Als Teil von „HAICU Local“ ist auch eine Nachwuchsforschergruppe geplant. Das dreiköpfige Team soll Vorlaufforschung für den KI-Einsatz an Lichtquellen der nächsten Generation betreiben. „Mit diesen Lichtquellen können wir Materie unter extremen Bedingungen studieren, wie sie sonst nur im Weltall auftreten. Hierzu machen wir eine große Menge an Bildern von so hoher Auflösung, dass wir das Verhalten der Materie auf atomarer Skala beobachten können“, so Michael Bussmann, Leiter der Forschungsgruppe „Computergestützte Strahlenphysik“.

An der neuen Infrastruktur „Helmholtz Infrastructure for Federated ICT Services“ (HIFIS) werden elf Partner arbeiten, darunter als Koordinatoren das Deutsche Elektronen-Synchrotron (DESY) in Hamburg, das HZDR in Dresden und das Helmholtz-Zentrum Berlin für Materialien und Energie (HZB). Die HIFIS-Partner wollen unter anderem ein eigenes Helmholtz-Netz einrichten, mit dem sich große Datenmengen transferieren und standortübergreifende Kollaborationen vereinfachen lassen. Eine zweite Aufgabe: „Wir wollen nicht von Google, Microsoft und anderen US-amerikanischen Unternehmen abhängig sein“, erläutert IT-Zentralabteilungsleiter Uwe Konrad vom HZDR. Daher soll eine eigene Helmholtz-Cloud entstehen.

Für den dritten HIFIS-Schwerpunkt hat das HZDR die Federführung übernommen: die Software-Entwicklung für wissenschaftliche Anwendungen. Denn oft müssen Forscher für ihre Experimente eigene Computerprogramme schreiben, weil sie mit Standard-Software nicht weiterkommen. „Wir wollen hier zu Standards wie in der Software-Industrie kommen“, erklärt Uwe Konrad. „Wir werden professionelle Entwicklungsumgebungen anbieten, vom Versionsmanagement bis zur Freigabe der Quellcodes für andere Wissenschaftler.“

Wie sinnvoll solch eine Professionalisierung sein kann, hat die Forschungsgruppe von Michael Bussmann gezeigt: Mit eigens entwickelter Simulationssoftware studieren die jungen Wissenschaftler neuartige Konzepte für die Teilchenbeschleunigung, die in Zukunft zum Beispiel in der Krebstherapie zum Einsatz kommen könnten.

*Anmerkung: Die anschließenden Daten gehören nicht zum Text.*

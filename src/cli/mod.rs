//! Command-line parsing for the distribution dashboard.
//!
//! The goal of this module is to keep **argument parsing** and **command
//! dispatch** separate from the aggregation code.

use std::path::PathBuf;

use clap::{Parser, Subcommand};

use crate::domain::PerPartMode;

/// Top-level CLI.
#[derive(Debug, Parser)]
#[command(name = "agro", version, about = "Dashboard Distribuzione Agricola 2025 (Arvaia)")]
pub struct Cli {
    #[command(subcommand)]
    pub command: Command,
}

/// CLI subcommands.
#[derive(Debug, Subcommand)]
pub enum Command {
    /// Print the run summary, weekly table, charts, and the detail rows.
    Report(ViewArgs),
    /// Print the weekly aggregate table only (useful for scripting).
    Weeks(ViewArgs),
    /// List products, part types, and day codes in the embedded dataset.
    List,
    /// Summarize the visible rows through the Gemini insight service.
    Insights(ViewArgs),
    /// Launch the interactive TUI.
    ///
    /// This uses the same underlying view pipeline as `agro report`, but
    /// renders in a terminal UI using Ratatui.
    Tui(TuiArgs),
}

/// Common selection and output options for the report-like subcommands.
#[derive(Debug, Parser, Clone)]
pub struct ViewArgs {
    /// Product to analyze (see `agro list` for valid names).
    #[arg(short = 'p', long)]
    pub product: Option<String>,

    /// Part-type code: PI, MP, or "Totale" for all.
    #[arg(short = 't', long, default_value = "Totale")]
    pub part_type: String,

    /// Distribution day: 2 (Tuesday) or 5 (Friday); omit for both.
    #[arg(short = 'g', long = "day", value_parser = ["2", "5"])]
    pub day: Option<String>,

    /// Weekly weight-per-part aggregation policy.
    #[arg(long, value_enum, default_value_t = PerPartMode::Mean)]
    pub per_part: PerPartMode,

    /// Render ASCII charts in the terminal (enabled by default).
    #[arg(long, default_value_t = true)]
    pub chart: bool,

    /// Disable the terminal charts.
    #[arg(long)]
    pub no_chart: bool,

    /// Chart width (columns).
    #[arg(long, default_value_t = 100)]
    pub width: usize,

    /// Chart height (rows).
    #[arg(long, default_value_t = 16)]
    pub height: usize,

    /// Export the visible detail rows to CSV.
    #[arg(long)]
    pub export: Option<PathBuf>,

    /// Export the weekly series to JSON.
    #[arg(long = "export-weekly")]
    pub export_weekly: Option<PathBuf>,
}

/// Options for the TUI.
#[derive(Debug, Parser, Clone)]
pub struct TuiArgs {
    /// Weekly weight-per-part aggregation policy at startup.
    #[arg(long, value_enum, default_value_t = PerPartMode::Mean)]
    pub per_part: PerPartMode,
}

Hierfür nutzen sie Supercomputer in Dresden, der Schweiz und in den USA. Für diese Arbeiten erhielten die Forscher mehrere Auszeichnungen.

„Wir ernten jetzt die Früchte der neuen IT-Strukturen, die wir in den vergangenen Jahren im HZDR geschaffen haben“, sagt Uwe Konrad. „Durch Spezialisierung und eine organischere, projektorientierte Zusammenarbeit zwischen IT-Spezialisten und Wissenschaftlern in unseren Forschungsbereichen Energie, Gesundheit und Materie haben die HZDR-Experten vielbeachtete Lösungen erzielt. Wir sind dadurch in der Wissenschaftsgemeinde deutlich sichtbarer geworden.“

Zudem sind gemeinsam mit Kollegen der TU Dresden, der Max-Planck-Institute und anderer Partner im „DRESDEN-Concept“-Verbund in der Region wichtige Zentren und Gruppen entstanden, die sich an vorderster Front mit KI, Big Data, maschinellem Lernen und ähnlichen Zukunftsthemen beschäftigen. Neben den Entwicklungs-Aufgaben im Zuge von HAICU und HIFIS wird das HZDR auch Hackathons und andere Weiterbildungsformate für Kollegen aus anderen Zentren anbieten. Für die neuen Aufgaben innerhalb der Helmholtz-Gemeinschaft erhöht sich der HZDR-Etat künftig um rund 1,5 Millionen Euro pro Jahr, zunächst allerdings beschränkt auf die Projektlaufzeit von fünf Jahren.